What the task asks ▸ Restrict the output to the lines below starting at the one that contains "Reveal prices for" and ending at the one that contains "if nonce < self.cfg.min_random", and restate them word for word, both ends included.
-------- Data for the task --------
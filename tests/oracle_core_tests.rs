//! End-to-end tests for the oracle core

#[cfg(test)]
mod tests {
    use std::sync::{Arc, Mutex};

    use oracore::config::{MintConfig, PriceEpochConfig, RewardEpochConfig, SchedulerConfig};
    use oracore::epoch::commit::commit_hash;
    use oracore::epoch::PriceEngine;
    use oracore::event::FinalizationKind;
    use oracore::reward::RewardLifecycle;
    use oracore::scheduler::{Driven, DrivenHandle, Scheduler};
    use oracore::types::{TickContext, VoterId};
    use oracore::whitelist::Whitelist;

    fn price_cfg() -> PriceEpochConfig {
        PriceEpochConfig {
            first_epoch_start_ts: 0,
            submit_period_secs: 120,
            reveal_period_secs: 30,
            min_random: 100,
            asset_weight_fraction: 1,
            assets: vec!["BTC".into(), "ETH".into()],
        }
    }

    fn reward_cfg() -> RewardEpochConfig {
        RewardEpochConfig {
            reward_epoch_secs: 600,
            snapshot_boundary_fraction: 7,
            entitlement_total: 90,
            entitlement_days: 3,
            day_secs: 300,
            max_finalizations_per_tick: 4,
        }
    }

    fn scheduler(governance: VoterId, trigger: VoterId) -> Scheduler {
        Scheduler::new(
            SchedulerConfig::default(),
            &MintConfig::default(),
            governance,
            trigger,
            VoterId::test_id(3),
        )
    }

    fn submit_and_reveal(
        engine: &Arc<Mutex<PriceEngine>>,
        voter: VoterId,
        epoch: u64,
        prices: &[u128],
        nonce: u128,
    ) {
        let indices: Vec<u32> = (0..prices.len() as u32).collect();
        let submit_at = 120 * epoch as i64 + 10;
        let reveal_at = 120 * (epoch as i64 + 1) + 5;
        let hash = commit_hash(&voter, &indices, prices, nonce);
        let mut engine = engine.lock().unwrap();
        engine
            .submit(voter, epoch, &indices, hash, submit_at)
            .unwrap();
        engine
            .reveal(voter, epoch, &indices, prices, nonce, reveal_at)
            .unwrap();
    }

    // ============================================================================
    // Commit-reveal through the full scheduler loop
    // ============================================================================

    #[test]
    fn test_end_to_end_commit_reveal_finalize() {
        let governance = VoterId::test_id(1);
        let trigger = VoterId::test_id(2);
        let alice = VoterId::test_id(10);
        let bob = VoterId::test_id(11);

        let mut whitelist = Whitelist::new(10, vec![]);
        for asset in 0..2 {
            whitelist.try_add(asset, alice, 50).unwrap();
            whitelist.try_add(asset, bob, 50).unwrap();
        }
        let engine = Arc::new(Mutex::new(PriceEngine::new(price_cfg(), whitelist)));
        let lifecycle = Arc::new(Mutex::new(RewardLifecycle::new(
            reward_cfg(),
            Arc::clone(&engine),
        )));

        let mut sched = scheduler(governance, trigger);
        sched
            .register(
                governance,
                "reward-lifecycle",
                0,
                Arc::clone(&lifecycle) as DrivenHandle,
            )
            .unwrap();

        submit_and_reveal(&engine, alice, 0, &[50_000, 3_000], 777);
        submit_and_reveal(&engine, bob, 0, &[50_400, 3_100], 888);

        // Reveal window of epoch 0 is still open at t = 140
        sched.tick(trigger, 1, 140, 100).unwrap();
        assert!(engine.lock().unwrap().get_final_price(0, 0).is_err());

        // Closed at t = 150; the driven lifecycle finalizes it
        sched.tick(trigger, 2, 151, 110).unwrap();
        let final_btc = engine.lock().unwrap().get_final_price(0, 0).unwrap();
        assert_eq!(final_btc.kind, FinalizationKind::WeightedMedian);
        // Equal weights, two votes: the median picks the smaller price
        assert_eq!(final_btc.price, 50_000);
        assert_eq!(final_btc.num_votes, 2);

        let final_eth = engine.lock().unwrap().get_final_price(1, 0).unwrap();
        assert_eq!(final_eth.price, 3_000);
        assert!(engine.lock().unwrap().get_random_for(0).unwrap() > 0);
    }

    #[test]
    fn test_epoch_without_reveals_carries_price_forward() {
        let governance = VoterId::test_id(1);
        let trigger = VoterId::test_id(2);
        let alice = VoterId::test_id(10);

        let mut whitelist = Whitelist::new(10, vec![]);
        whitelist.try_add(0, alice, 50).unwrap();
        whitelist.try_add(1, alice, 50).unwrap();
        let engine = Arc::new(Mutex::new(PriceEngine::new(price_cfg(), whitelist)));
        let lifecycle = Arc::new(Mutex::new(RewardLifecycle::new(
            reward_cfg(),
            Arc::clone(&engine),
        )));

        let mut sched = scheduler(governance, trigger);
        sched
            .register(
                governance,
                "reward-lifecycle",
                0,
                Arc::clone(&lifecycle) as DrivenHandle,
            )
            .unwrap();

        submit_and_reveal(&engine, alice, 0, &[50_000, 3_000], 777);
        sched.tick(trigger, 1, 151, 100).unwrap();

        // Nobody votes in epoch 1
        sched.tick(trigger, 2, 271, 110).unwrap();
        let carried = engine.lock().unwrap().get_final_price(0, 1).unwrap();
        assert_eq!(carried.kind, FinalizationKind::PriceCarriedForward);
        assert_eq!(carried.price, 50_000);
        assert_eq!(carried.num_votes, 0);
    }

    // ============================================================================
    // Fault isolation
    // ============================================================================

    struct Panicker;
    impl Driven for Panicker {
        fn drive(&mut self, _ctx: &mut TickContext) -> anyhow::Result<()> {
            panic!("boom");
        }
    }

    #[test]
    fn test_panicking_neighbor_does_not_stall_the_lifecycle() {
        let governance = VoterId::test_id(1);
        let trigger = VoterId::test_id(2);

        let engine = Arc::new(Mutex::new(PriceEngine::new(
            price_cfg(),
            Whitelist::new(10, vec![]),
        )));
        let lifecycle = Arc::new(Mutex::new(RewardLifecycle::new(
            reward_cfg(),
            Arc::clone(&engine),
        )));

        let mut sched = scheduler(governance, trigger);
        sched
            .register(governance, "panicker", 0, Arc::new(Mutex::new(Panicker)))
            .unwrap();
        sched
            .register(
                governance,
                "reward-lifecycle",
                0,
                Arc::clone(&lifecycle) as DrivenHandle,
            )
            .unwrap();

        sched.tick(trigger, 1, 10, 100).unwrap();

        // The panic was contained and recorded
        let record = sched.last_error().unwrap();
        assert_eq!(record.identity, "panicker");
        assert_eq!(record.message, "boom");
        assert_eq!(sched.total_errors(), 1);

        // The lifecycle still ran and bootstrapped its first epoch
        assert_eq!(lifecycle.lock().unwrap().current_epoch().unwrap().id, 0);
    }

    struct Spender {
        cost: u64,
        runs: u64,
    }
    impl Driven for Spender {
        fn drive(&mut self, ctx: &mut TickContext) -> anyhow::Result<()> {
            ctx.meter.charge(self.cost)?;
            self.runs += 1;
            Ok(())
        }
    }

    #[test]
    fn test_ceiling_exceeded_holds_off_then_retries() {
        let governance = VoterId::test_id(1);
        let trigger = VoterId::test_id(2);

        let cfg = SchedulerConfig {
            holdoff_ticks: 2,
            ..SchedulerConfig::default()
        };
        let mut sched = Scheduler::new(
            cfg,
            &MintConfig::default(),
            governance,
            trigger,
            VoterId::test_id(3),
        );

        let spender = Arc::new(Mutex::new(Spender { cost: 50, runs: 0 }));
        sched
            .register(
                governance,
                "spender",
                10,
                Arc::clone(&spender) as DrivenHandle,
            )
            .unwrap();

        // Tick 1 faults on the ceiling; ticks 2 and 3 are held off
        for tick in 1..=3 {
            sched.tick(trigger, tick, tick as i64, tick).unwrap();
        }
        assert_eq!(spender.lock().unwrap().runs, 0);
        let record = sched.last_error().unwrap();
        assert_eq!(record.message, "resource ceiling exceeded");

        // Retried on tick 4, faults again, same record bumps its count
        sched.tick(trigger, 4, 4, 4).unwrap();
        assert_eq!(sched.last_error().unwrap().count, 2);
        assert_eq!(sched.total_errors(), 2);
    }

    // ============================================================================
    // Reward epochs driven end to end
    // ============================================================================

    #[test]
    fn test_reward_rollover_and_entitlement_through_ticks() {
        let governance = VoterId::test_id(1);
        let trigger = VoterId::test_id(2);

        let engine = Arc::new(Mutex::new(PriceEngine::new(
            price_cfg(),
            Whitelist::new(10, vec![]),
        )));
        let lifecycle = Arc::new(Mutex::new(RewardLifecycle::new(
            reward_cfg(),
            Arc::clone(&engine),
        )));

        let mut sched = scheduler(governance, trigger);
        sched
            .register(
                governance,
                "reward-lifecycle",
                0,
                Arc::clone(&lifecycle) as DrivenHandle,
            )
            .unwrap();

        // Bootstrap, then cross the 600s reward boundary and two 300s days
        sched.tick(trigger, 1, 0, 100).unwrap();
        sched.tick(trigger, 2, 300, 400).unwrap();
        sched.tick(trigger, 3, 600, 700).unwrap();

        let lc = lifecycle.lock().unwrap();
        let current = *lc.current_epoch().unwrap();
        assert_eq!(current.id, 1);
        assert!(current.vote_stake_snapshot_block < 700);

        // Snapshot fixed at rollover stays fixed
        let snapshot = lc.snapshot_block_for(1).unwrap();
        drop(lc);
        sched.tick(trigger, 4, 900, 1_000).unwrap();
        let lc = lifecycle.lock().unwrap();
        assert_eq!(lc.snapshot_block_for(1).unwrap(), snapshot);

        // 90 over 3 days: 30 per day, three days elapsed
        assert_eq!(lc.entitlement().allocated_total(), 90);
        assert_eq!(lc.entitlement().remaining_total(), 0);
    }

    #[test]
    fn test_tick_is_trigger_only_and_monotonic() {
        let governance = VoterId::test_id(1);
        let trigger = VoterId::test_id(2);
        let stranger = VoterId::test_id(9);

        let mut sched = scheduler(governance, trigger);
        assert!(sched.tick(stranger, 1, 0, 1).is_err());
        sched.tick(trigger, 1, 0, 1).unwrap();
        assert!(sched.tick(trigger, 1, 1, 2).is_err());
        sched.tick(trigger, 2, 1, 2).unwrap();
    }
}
--------
-------- Data for the task --------
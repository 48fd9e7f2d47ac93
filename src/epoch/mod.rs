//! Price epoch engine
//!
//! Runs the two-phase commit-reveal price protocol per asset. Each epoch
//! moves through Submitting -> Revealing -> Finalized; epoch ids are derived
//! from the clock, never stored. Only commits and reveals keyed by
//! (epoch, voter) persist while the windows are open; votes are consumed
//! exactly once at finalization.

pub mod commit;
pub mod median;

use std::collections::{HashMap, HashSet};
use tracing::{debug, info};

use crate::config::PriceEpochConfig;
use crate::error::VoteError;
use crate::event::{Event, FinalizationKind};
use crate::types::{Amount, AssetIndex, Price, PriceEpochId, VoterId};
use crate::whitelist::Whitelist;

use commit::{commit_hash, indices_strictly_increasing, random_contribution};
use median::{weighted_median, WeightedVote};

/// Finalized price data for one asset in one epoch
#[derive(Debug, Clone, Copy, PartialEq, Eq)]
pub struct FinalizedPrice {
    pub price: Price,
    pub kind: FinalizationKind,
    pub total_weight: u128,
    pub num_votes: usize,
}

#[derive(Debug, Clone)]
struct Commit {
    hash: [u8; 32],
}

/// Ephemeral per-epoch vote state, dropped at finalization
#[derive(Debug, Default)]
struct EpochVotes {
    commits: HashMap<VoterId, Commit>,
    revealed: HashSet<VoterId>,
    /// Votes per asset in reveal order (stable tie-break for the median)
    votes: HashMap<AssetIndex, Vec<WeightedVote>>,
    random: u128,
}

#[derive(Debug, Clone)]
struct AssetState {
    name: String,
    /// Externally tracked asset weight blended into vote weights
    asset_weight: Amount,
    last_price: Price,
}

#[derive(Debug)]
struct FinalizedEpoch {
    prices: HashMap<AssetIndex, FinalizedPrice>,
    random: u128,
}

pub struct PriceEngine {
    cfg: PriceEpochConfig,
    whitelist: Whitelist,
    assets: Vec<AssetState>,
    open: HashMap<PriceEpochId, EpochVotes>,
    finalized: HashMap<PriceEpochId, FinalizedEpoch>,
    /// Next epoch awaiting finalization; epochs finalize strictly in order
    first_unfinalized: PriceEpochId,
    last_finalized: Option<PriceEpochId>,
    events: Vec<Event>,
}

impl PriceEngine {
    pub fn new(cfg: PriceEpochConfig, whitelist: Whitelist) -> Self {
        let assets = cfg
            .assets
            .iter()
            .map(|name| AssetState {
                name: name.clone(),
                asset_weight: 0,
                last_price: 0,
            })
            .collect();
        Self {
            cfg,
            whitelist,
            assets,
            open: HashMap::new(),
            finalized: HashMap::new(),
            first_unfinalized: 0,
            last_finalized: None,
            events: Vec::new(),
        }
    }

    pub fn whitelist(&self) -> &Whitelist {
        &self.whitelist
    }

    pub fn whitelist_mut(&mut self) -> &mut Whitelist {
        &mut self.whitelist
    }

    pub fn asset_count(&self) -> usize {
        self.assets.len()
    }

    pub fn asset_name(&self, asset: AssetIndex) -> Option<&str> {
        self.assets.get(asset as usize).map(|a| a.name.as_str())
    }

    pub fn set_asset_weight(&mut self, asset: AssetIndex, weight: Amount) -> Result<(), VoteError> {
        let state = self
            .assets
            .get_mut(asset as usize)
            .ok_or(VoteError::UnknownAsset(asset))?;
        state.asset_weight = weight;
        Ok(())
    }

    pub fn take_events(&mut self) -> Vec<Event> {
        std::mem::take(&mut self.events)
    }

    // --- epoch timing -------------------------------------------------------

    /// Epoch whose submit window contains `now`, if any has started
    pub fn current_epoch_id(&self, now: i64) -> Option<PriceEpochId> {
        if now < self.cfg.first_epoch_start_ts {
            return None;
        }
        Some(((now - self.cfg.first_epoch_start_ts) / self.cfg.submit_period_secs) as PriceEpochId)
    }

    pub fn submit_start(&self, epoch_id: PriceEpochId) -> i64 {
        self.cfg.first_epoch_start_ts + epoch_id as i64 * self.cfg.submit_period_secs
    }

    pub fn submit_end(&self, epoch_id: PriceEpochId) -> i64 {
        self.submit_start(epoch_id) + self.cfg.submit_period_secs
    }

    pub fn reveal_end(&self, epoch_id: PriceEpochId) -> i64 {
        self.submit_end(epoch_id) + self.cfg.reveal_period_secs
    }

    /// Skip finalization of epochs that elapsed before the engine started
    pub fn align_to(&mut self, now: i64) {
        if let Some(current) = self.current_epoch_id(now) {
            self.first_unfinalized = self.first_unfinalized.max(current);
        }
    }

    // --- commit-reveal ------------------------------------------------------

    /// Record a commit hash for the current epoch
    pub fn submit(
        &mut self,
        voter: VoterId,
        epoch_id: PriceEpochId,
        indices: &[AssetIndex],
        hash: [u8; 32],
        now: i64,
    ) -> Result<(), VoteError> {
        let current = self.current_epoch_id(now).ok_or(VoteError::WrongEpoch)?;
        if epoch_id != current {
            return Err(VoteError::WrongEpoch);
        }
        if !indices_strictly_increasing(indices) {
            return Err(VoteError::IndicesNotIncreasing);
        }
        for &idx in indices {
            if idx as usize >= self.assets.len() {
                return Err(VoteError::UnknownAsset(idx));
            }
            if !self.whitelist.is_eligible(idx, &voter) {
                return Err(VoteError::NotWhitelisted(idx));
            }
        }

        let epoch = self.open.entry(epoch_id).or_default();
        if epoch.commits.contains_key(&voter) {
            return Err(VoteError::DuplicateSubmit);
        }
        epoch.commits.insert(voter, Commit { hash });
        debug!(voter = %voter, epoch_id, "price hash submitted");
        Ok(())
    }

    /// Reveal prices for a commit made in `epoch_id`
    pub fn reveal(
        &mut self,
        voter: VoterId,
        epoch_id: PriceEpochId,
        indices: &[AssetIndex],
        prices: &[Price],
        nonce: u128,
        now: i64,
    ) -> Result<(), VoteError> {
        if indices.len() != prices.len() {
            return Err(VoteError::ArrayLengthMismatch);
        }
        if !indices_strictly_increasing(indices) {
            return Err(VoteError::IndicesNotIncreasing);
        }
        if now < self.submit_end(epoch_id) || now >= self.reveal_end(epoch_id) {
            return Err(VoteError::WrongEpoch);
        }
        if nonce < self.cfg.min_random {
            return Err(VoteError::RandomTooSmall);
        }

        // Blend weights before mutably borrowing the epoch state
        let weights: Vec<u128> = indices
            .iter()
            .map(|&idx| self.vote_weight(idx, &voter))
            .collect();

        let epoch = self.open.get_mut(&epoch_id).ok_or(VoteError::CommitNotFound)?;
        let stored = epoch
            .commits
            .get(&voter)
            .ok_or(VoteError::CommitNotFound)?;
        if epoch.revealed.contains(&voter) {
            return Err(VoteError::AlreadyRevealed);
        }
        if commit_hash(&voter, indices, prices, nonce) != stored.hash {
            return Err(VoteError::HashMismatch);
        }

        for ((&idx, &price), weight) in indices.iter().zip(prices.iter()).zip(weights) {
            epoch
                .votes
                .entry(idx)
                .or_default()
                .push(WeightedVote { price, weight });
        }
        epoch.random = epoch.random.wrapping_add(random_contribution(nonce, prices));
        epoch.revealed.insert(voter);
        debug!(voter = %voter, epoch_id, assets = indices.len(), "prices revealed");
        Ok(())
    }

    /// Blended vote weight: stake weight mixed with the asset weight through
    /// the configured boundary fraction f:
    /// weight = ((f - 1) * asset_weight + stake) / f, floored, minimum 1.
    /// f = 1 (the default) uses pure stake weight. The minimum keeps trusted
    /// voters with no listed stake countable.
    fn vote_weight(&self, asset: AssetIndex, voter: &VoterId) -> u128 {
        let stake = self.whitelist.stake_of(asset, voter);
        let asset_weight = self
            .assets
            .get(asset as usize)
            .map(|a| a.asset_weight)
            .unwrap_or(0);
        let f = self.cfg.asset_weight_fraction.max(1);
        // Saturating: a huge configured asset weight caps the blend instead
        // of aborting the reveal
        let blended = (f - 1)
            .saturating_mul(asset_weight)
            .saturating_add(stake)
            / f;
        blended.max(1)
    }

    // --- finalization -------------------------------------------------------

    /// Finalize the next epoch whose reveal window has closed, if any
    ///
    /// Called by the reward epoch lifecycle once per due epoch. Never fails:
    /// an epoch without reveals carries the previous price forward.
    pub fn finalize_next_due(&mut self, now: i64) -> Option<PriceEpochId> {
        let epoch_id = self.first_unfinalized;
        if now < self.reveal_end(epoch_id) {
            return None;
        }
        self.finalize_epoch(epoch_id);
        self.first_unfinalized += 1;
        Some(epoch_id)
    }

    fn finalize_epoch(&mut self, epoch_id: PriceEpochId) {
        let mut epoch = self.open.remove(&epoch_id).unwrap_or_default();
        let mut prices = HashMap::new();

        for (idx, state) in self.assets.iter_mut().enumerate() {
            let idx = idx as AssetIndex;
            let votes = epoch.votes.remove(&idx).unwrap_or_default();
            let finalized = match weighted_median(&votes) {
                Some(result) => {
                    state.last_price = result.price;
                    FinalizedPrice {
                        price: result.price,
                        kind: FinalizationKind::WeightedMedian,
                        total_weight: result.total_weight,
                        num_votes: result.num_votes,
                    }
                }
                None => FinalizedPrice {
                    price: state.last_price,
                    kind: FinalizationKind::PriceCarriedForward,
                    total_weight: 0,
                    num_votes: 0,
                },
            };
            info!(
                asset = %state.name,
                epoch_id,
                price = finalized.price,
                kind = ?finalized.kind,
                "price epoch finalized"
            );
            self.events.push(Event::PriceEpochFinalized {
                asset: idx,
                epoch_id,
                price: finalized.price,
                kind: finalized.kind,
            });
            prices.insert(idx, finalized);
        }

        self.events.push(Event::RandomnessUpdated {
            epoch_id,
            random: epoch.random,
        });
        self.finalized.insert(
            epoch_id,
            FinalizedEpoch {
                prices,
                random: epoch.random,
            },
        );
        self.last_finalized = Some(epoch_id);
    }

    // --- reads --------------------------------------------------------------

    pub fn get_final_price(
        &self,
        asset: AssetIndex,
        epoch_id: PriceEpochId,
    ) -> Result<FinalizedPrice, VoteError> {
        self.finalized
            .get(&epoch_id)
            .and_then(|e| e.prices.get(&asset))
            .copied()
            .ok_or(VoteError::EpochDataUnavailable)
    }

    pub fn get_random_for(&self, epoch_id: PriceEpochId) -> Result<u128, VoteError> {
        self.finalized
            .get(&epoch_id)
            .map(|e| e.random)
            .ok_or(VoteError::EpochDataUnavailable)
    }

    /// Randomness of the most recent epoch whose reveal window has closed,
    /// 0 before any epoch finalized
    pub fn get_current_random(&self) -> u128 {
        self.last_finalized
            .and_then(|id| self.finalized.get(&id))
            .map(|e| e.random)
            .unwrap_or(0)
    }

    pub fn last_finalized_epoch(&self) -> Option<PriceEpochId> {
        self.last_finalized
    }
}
--------
-------- Data for the task --------
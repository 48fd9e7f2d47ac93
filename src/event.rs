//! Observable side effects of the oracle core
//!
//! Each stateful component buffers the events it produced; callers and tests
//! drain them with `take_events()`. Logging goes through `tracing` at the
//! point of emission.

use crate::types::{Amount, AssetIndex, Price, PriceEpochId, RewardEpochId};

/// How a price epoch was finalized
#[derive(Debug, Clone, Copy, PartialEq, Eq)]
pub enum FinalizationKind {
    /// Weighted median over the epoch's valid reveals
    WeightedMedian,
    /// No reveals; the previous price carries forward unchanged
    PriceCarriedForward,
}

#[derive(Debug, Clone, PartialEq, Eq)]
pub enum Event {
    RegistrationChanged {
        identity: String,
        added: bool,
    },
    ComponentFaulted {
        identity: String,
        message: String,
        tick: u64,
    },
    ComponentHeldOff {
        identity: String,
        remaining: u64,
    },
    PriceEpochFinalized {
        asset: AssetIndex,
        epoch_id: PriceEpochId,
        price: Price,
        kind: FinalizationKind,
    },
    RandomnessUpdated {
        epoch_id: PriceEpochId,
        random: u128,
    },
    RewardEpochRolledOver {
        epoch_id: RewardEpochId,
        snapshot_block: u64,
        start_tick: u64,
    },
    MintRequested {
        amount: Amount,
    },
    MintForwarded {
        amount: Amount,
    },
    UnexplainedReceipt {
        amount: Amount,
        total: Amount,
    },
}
--------
Result for this exercise ▸
    /// Reveal prices for a commit made in `epoch_id`
    pub fn reveal(
        &mut self,
        voter: VoterId,
        epoch_id: PriceEpochId,
        indices: &[AssetIndex],
        prices: &[Price],
        nonce: u128,
        now: i64,
    ) -> Result<(), VoteError> {
        if indices.len() != prices.len() {
            return Err(VoteError::ArrayLengthMismatch);
        }
        if !indices_strictly_increasing(indices) {
            return Err(VoteError::IndicesNotIncreasing);
        }
        if now < self.submit_end(epoch_id) || now >= self.reveal_end(epoch_id) {
            return Err(VoteError::WrongEpoch);
        }
        if nonce < self.cfg.min_random {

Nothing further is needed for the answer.